• **WORK INSTRUCTION**
Reproduce all records exactly.

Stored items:
= = = = = = =

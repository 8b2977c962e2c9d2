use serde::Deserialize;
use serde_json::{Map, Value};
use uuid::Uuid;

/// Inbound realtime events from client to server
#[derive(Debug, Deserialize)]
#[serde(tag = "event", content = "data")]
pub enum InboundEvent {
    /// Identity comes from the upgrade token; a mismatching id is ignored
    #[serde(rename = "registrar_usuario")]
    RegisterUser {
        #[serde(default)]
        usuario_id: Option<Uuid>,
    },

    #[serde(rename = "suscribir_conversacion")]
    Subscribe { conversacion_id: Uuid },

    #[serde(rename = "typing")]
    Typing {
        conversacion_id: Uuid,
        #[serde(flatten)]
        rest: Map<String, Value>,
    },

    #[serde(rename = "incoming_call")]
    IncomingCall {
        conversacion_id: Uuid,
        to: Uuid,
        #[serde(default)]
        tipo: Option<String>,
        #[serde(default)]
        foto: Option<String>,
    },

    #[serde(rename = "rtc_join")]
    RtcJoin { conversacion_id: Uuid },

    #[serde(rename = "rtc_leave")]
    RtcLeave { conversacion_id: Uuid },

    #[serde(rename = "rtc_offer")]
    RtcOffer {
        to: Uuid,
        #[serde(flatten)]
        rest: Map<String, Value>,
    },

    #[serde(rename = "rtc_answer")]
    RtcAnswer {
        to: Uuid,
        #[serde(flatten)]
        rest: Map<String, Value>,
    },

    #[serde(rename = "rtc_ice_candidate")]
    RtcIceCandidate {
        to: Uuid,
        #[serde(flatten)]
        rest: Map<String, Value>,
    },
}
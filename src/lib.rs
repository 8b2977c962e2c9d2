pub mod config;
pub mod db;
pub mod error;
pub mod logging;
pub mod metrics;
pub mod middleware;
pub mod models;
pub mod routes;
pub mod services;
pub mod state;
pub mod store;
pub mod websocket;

= = = = = = =

• **WRITTEN SOLUTION**
repository 8b2977c962e2c9d2
use serde::Deserialize;
use serde_json::{Map, Value};
use uuid::Uuid;

/// Inbound realtime events from client to server
#[derive(Debug, Deserialize)]
#[serde(tag = "event", content = "data")]
pub enum InboundEvent {
    /// Identity comes from the upgrade token; a mismatching id is ignored
    #[serde(rename = "registrar_usuario")]
    RegisterUser {
        #[serde(default)]
        usuario_id: Option<Uuid>,
    },

    #[serde(rename = "suscribir_conversacion")]
    Subscribe { conversacion_id: Uuid },

    #[serde(rename = "typing")]
    Typing {
        conversacion_id: Uuid,
        #[serde(flatten)]
        rest: Map<String, Value>,
    },

    #[serde(rename = "incoming_call")]
    IncomingCall {
        conversacion_id: Uuid,
        to: Uuid,
        #[serde(default)]
        tipo: Option<String>,
        #[serde(default)]
        foto: Option<String>,
    },

    #[serde(rename = "rtc_join")]
    RtcJoin { conversacion_id: Uuid },

    #[serde(rename = "rtc_leave")]
    RtcLeave { conversacion_id: Uuid },

    #[serde(rename = "rtc_offer")]
    RtcOffer {
        to: Uuid,
        #[serde(flatten)]
        rest: Map<String, Value>,
    },

    #[serde(rename = "rtc_answer")]
    RtcAnswer {
        to: Uuid,
        #[serde(flatten)]
        rest: Map<String, Value>,
    },

    #[serde(rename = "rtc_ice_candidate")]
    RtcIceCandidate {
        to: Uuid,
        #[serde(flatten)]
        rest: Map<String, Value>,
    },
}
filename src/lib.rs
repository 8b2977c962e2c9d2
pub mod config;
pub mod db;
pub mod error;
pub mod logging;
pub mod metrics;
pub mod middleware;
pub mod models;
pub mod routes;
pub mod services;
pub mod state;
pub mod store;
pub mod websocket;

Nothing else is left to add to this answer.